• [TASK INSTRUCTIONS]:
Below are records; say how many of their lines include the word "separated", giving nothing but the number.

• [Collected data entries]:

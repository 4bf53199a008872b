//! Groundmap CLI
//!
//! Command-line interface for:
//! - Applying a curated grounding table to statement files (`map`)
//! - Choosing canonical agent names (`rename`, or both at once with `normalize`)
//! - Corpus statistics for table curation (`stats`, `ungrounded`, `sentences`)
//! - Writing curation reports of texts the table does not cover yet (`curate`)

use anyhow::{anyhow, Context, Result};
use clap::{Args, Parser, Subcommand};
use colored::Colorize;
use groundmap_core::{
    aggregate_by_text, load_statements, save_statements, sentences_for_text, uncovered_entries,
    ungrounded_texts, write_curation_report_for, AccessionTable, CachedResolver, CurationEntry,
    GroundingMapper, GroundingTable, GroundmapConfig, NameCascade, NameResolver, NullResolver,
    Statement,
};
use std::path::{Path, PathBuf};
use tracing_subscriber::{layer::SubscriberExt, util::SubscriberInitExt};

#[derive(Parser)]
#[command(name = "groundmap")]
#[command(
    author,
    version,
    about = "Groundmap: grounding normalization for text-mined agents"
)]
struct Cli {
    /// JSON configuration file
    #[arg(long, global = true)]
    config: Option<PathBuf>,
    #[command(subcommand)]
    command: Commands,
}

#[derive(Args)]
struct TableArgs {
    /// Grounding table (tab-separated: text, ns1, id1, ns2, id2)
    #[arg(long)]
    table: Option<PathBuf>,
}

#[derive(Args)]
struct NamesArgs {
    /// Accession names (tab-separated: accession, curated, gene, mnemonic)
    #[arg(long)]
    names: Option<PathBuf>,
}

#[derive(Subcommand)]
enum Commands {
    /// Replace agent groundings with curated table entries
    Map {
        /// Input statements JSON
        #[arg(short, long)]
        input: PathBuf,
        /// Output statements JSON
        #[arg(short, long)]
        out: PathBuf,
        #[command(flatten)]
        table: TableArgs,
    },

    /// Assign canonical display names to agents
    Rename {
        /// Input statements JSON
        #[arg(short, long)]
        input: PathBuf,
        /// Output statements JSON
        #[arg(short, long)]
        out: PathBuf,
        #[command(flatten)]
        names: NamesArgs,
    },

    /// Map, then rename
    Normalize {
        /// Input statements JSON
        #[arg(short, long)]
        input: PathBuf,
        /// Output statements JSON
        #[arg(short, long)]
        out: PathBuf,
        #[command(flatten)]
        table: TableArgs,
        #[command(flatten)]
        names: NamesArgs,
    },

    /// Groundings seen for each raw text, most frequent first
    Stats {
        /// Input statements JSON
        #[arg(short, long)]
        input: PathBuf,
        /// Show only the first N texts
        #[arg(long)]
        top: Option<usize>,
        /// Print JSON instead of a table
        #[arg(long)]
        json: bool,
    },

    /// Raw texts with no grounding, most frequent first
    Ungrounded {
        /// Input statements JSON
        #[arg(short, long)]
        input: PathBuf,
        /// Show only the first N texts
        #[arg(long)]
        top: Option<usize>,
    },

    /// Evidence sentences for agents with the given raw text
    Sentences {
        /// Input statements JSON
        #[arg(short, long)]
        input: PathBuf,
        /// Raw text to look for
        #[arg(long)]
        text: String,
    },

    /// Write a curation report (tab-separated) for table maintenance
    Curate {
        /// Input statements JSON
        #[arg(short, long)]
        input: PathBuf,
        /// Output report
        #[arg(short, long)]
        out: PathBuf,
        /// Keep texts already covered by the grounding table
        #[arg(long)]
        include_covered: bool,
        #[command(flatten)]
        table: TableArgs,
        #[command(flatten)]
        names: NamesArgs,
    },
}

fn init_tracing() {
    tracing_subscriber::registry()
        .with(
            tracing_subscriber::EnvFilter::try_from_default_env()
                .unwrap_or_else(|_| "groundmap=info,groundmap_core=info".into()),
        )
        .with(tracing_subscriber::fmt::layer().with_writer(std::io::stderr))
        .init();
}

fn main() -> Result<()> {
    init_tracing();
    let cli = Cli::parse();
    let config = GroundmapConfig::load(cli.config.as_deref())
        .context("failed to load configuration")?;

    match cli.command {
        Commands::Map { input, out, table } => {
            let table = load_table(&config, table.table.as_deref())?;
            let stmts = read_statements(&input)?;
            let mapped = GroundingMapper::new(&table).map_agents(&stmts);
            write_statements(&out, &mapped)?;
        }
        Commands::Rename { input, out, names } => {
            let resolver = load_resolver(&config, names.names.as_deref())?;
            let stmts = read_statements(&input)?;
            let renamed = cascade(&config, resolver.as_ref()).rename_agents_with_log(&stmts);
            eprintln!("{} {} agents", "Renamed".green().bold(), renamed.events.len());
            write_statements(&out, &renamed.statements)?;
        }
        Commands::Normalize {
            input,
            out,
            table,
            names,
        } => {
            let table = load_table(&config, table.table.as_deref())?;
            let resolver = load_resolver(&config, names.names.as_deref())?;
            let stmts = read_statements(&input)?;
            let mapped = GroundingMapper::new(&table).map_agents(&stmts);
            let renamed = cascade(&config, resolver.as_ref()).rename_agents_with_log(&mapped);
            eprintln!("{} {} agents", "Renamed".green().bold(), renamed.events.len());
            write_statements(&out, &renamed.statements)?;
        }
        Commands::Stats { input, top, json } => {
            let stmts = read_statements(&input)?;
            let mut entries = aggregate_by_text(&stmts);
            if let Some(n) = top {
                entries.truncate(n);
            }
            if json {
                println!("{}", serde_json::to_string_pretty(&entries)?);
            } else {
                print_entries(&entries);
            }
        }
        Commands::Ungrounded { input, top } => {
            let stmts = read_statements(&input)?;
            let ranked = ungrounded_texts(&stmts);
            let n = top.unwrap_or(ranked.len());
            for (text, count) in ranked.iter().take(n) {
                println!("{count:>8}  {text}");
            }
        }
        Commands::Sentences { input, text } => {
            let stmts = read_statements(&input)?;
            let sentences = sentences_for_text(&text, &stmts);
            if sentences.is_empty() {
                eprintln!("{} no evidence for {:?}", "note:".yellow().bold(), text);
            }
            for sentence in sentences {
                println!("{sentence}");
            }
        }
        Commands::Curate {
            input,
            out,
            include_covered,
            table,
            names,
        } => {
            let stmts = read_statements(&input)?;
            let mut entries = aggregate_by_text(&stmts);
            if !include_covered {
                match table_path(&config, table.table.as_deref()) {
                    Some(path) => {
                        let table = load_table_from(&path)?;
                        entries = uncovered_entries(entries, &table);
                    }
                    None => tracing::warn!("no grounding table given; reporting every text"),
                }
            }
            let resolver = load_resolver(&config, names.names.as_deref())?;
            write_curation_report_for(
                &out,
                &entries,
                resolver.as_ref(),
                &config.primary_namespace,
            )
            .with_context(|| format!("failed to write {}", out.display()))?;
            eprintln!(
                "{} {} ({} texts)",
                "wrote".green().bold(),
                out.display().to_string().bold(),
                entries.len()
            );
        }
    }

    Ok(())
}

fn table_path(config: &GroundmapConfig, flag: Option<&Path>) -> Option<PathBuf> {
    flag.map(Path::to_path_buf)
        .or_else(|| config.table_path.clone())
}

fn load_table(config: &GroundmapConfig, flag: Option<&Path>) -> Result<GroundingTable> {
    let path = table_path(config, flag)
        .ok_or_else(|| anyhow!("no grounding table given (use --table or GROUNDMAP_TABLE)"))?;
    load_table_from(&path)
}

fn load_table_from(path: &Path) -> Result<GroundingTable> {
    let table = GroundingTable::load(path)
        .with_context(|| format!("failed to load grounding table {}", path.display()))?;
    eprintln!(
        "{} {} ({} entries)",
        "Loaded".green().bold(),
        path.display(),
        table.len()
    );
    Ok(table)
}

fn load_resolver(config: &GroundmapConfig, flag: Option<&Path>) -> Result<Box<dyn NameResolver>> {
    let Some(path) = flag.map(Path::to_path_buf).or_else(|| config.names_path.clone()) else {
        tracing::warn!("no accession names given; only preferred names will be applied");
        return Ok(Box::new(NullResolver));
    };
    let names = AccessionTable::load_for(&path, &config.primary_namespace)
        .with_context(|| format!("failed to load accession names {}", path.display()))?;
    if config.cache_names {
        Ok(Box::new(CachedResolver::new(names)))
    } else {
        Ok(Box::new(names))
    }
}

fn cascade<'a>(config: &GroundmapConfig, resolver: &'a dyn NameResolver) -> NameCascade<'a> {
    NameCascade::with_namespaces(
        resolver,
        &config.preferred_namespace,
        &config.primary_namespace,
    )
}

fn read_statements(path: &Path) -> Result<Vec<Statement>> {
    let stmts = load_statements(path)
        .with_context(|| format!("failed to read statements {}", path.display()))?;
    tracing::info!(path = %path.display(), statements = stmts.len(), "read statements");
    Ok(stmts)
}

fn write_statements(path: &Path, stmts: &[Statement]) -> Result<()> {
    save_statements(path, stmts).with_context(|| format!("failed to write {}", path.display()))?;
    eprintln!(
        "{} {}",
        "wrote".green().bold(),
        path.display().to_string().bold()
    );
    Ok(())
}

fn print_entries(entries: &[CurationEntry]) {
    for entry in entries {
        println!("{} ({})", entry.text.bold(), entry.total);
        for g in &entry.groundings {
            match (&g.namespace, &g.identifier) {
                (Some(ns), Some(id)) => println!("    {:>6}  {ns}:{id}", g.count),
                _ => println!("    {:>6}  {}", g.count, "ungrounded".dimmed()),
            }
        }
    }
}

• [EXPECTED OUTPUT]:
3